Zoot reports

Over and Under: Stem’s SS26 Collection weaves a new future for fashion


 

London based makeup artist and beauty editor Astrid Kearney reports for ZOOT from Copenhagen Fashion Week SS26, diving deep into the season’s standout shows with rare backstage access and a sharp eye for detail. Blending beauty insight with designer storytelling, she connects with the creatives and philosophies behind the collections.

This is all about the presentation of  Stem, a zero-waste woven textile fashion brand, founded by textile designer Sarah Brunnhuber.

Article Astrid Kearney

Photos
James Cochrane

Illustrations Louise Boughton  from Drawing Cabaret Couture





Sarah Brunnhuber, the visionary behind Stem, leads us back to the elemental pulse of craft, the basket.

Baskets have always been a particular point of reference and inspiration to me,” she reflects. “This collection started with me using scraps from the studio to weave a basket. In the process, I recognised that it represented weaving at a truly tangible scale, at its most elemental; over and under, over and under, over and under.

Sarah Brunnhuber

In a world drowning in noise and haste, Stem’s Over and Under and Over and Under collection arrives at Copenhagen Fashion Week like a whispered hymn, a sacred ritual that honours the ancient art of weaving as a path to slow down, reflect, and remake.

Born from studio remnants and shaped by the hands of master Danish willow weavers, the basket becomes more than form. It is the heartbeat of the collection, a three-dimensional prayer that holds a question haunting our times: can we find meaning in under-producing, in making less but with profound care and intention.

 

 

 

 


The silhouettes ripple with Stem’s signature Pulling Technique, fabric gathered, tensioned, and sculpted without a single wasted thread. These garments emerge from the loom’s logic itself: sleeves and necklines woven-in, hems left raw and dancing with fringes, volumes created by knots that invite the wearer’s personal choreography. “I’m on a mission for people to understand a little bit more about how their garments are made,” Brunnhuber explains, “and to understand these motions but at a smaller scale.” This is clothing as living, breathing structure.

 

 


Stenim, Stem’s visionary answer to denim, enters the scene, a natural fibre, zero-waste reinvention of one of the world’s most ubiquitous textiles. Patchwork pieces, born entirely from offcuts and studio remnants, celebrate the poetry of constraint.

 

 

 

 

The 100 Hour Dress stands as a testament to devotion, and the woven floral motifs bloom not from surface decoration, but from the very fabric’s warp and weft, a quiet homage to Northern European traditions.

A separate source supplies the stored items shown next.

//! Directory session - owns the listing cache and resolves it against a store.
//!
//! Everything the classifier, aggregator and projector read lives in the
//! session's [`ListingCache`]. Those readers only *schedule* fetches; the
//! session drains the schedule with [`DirectorySession::fetch_pending`], at
//! most `fetch_concurrency` listings at a time. A listing that fails to fetch
//! is logged and left `loading`; nothing is retried automatically.

use crate::cache::{ListingCache, PathCache};
use crate::classify;
use crate::config::TrialTreeConfig;
use crate::contents::{self, DatasetContents, SubjectContents, TrialContents, TrialSegmentContents};
use crate::error::Result;
use crate::paths;
use crate::status;
use crate::storage::ObjectStore;
use crate::types::{Listing, PathStatus, PathType};
use crate::view_state::{SubjectViewState, ViewStateCache};
use std::sync::Arc;
use tokio::sync::Semaphore;
use tokio::task::JoinSet;
use tracing::{debug, info, warn};

/// Default number of listings fetched at once.
pub const DEFAULT_FETCH_CONCURRENCY: usize = 8;

/// Upper bound on fetch rounds in [`DirectorySession::recompute`].
const MAX_RECOMPUTE_ROUNDS: usize = 16;

pub struct DirectorySession<S> {
    pub(crate) store: Arc<S>,
    pub(crate) cache: Arc<ListingCache>,
    pub(crate) view_states: ViewStateCache,
    fetch_concurrency: usize,
}

impl<S: ObjectStore + 'static> DirectorySession<S> {
    pub fn new(store: S) -> Self {
        Self::from_arc(Arc::new(store))
    }

    /// Session over a store that is shared with other owners.
    pub fn from_arc(store: Arc<S>) -> Self {
        Self {
            store,
            cache: Arc::new(ListingCache::new()),
            view_states: ViewStateCache::new(),
            fetch_concurrency: DEFAULT_FETCH_CONCURRENCY,
        }
    }

    pub fn with_config(store: S, config: &TrialTreeConfig) -> Self {
        Self::new(store).with_fetch_concurrency(config.fetch_concurrency)
    }

    pub fn with_fetch_concurrency(mut self, limit: usize) -> Self {
        self.fetch_concurrency = limit.max(1);
        self
    }

    pub fn store(&self) -> &Arc<S> {
        &self.store
    }

    pub fn cache(&self) -> &ListingCache {
        &self.cache
    }

    pub fn classify(&self, path: &str) -> PathType {
        classify::classify(self.cache.as_ref(), path)
    }

    pub fn status(&self, path: &str) -> PathStatus {
        status::status(self.cache.as_ref(), path)
    }

    pub fn dataset_contents(&self, path: &str) -> DatasetContents {
        contents::dataset_contents(self.cache.as_ref(), path)
    }

    pub fn subject_contents(&self, path: &str) -> SubjectContents {
        contents::subject_contents(self.cache.as_ref(), path)
    }

    pub fn trial_contents(&self, path: &str) -> TrialContents {
        contents::trial_contents(self.cache.as_ref(), path)
    }

    pub fn trial_segment_contents(&self, path: &str) -> TrialSegmentContents {
        contents::trial_segment_contents(path)
    }

    /// View state handle for a subject; the same `Arc` for the session's lifetime.
    pub fn view_state(&self, path: &str) -> Arc<SubjectViewState> {
        self.view_states.get_or_create(path)
    }

    /// Fetch every scheduled listing. Returns how many resolved.
    pub async fn fetch_pending(&self) -> usize {
        let requests = self.cache.take_pending();
        if requests.is_empty() {
            return 0;
        }
        debug!(count = requests.len(), "fetching scheduled listings");

        let semaphore = Arc::new(Semaphore::new(self.fetch_concurrency));
        let mut tasks = JoinSet::new();
        for (path, recursive) in requests {
            let store = Arc::clone(&self.store);
            let semaphore = Arc::clone(&semaphore);
            tasks.spawn(async move {
                let _permit = semaphore.acquire_owned().await;
                let result = store.list(&path, recursive).await;
                (path, recursive, result)
            });
        }

        let mut resolved = 0;
        while let Some(joined) = tasks.join_next().await {
            match joined {
                Ok((path, recursive, Ok(listing))) => {
                    self.apply(&path, recursive, listing);
                    resolved += 1;
                }
                Ok((path, _, Err(e))) => {
                    warn!(path = %path, error = %e, "listing fetch failed, entry stays loading");
                }
                Err(e) => {
                    warn!(error = %e, "listing fetch task failed");
                }
            }
        }
        resolved
    }

    /// Recompute `view` after every fetch round until it schedules nothing new,
    /// the way a reactive consumer would. Gives up after a fixed number of
    /// rounds and returns the last result, which may still be loading.
    pub async fn recompute<T, F>(&self, mut view: F) -> T
    where
        F: FnMut(&Self) -> T,
    {
        let mut result = view(self);
        for _ in 0..MAX_RECOMPUTE_ROUNDS {
            if !self.cache.has_pending() {
                break;
            }
            self.fetch_pending().await;
            result = view(self);
        }
        result
    }

    /// List `path` recursively in one call and cache every directory below it.
    pub async fn load_recursive(&self, path: &str) -> Result<usize> {
        let listing = self.store.list(path, true).await?;
        Ok(self.apply(path, true, listing))
    }

    /// Load `path`'s subtree plus the listing of every ancestor, so that both
    /// classification and dataset aggregation at `path` are fully resolved.
    pub async fn settle(&self, path: &str) -> Result<()> {
        let written = self.load_recursive(path).await?;
        for ancestor in paths::ancestors(path) {
            if self.cache.cached_listing(ancestor).is_none() {
                self.cache.listing(ancestor, false);
            }
        }
        self.fetch_pending().await;
        info!(path = %paths::normalize(path), listings = written, "settled");
        Ok(())
    }

    /// Write a fetched listing into the cache. Returns listings written.
    fn apply(&self, path: &str, recursive: bool, listing: Listing) -> usize {
        if !recursive {
            self.cache.insert(listing);
            return 1;
        }
        let keys = listing
            .files
            .iter()
            .map(|f| f.key.as_str())
            .chain(listing.folders.iter().map(String::as_str));
        self.cache.ingest_keys(path, keys)
    }
}

#[cfg(test)]
mod tests {
    use super::*;
    use crate::storage::MemoryObjectStore;

    fn sample_store() -> MemoryObjectStore {
        MemoryObjectStore::with_keys([
            "data/_dataset.json",
            "data/subj1/_subject.json",
            "data/subj1/PROCESSING",
            "data/subj1/trials/.keep",
            "data/subj1/trials/walk/markers.c3d",
            "data/subj1/trials/walk/segment_1/_results.json",
            "data/subj2/_subject.json",
        ])
    }

    #[tokio::test]
    async fn reads_are_loading_until_fetched() {
        let session = DirectorySession::new(sample_store());
        let view = session.dataset_contents("data");
        assert!(view.loading);
        assert_eq!(session.classify("data"), PathType::Loading);

        assert_eq!(session.fetch_pending().await, 1);
        let view = session.dataset_contents("data");
        assert!(!view.loading);
        assert_eq!(view.entries.len(), 2);
        // Child listings were scheduled by the second read
        assert!(view.entries.iter().all(|e| e.path_type == PathType::Loading));

        let view = session.recompute(|s| s.dataset_contents("data")).await;
        assert!(view.entries.iter().all(|e| e.path_type == PathType::Subject));
        assert_eq!(session.status("data"), PathStatus::Processing);
    }

    #[tokio::test]
    async fn nested_datasets_resolve_through_recompute() {
        let session = DirectorySession::new(MemoryObjectStore::with_keys([
            "root/_dataset.json",
            "root/inner/_dataset.json",
            "root/inner/s/_subject.json",
            "root/inner/s/ERROR",
        ]));
        let view = session.recompute(|s| s.dataset_contents("root")).await;
        assert_eq!(view.entries.len(), 1);
        assert_eq!(view.entries[0].path_type, PathType::Dataset);
        assert_eq!(view.entries[0].status, PathStatus::Error);
        assert_eq!(session.status("root"), PathStatus::Error);
        assert!(!session.cache().has_pending());
    }

    #[tokio::test]
    async fn settle_resolves_subtree_and_ancestors() {
        let session = DirectorySession::new(sample_store());
        session.settle("data/subj1/trials").await.unwrap();
        assert_eq!(session.classify("data/subj1/trials"), PathType::TrialsFolder);
        assert_eq!(session.classify("data/subj1/trials/walk"), PathType::Trial);
        assert_eq!(
            session.classify("data/subj1/trials/walk/segment_1"),
            PathType::TrialSegment
        );
        assert!(!session.cache().has_pending());
    }

    #[tokio::test]
    async fn concurrency_limit_of_one_still_resolves_everything() {
        let session = DirectorySession::new(sample_store()).with_fetch_concurrency(1);
        let subject = session.recompute(|s| s.subject_contents("data/subj1")).await;
        assert!(!subject.loading);
        assert_eq!(subject.trials.len(), 1);
        assert!(subject.trials[0].has_markers_c3d);
        assert_eq!(subject.trials[0].segments.len(), 1);
        assert!(!session.cache().has_pending());
    }

    #[tokio::test]
    async fn failed_fetch_stays_loading() {
        let temp = tempfile::TempDir::new().unwrap();
        let session = DirectorySession::new(crate::storage::LocalObjectStore::new(temp.path()));
        // `..` is rejected by the local store, so this listing can never resolve
        let view = session.recompute(|s| s.trial_contents("data/../escape")).await;
        assert!(view.loading);
        assert_eq!(session.classify("data/../escape"), PathType::Loading);
        assert!(!session.cache().has_pending());
    }

    #[tokio::test]
    async fn view_state_identity_is_stable() {
        let session = DirectorySession::new(MemoryObjectStore::new());
        let a = session.view_state("data/subj1");
        let b = session.view_state("/data/subj1/");
        assert!(Arc::ptr_eq(&a, &b));
    }
}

The palette is a prayer to process, not just pigment: black, white, denim, and a luminous purple dyed through Octarine Bio’s PurePalette™, a groundbreaking, 100% bio-based fermentation dye, free from the toxins that plague conventional fashion.

 

 


 

 

Beauty at Stem is untamed and pure. Hair is unbound, organic, woven through with real scraps of cotton from the collection itself, a living extension of the fabric’s story. Skin glows transparent, flushed with life’s own rhythm, while lips wear a dark, unapologetic mark, a bold punctuation to softness, a declaration that reverence and rebellion can dance together.

 

 

 

 

But this is no runway spectacle. Stem’s SS26 presentation is a workshop, a sanctuary. Forty guests gather around Danish master weaver Mai Hvid Jørgensen, their hands weaving willow strands from her garden. Models move quietly among them, a living tableau where basket and cloth, structure and story, fibre and form converge. This is a moment of mindfulness, a shared meditation on making, unmaking, and remaking.

 

 

 

 


Beneath it all pulses Stem Mill, a bold vision for a research-driven, local, low-impact production hub in Denmark. Stem is not just a brand, it is a blueprint for a future where transparency, collaboration, and slowness are revolutionary acts.
Over and Under is not just a collection, it is an invocation to slow down, to cherish the rhythm of the hand, the memory of the material, and the power of making less but making profoundly. In Stem’s world, fashion becomes a woven poem, whispered on the loom, shared with the world.

 

 

 

To boot…

STEM
www.stem.page  I @stem______
“Our novel zero-waste woven textile system eliminates garment production waste. A Stem garment is made from (recycled) natural fibres and produced using our unique weaving, cutting and sewing technique. Every Stem garment is fully biodegradable. All materials are carefully chosen. We use 100% natural fibres, including recycled cotton (strengthening the yarn by blending it with 50% virgin cotton) and Tencel™ Lyocell thread made from eucalyptus pulp. Our trimmings (zips, buttons) are all second hand, deadstock or biodegradable.”

Copenhagen Fashion Week
 @cphfw

ASTRID KEARNEY, makeup artist, creative & writer
www.astridkearney.com  I @astridkearneymakeup

 

Read more from Astrid for ZOOT here. 

 

 

 

 

Photo by Astrid Kearney.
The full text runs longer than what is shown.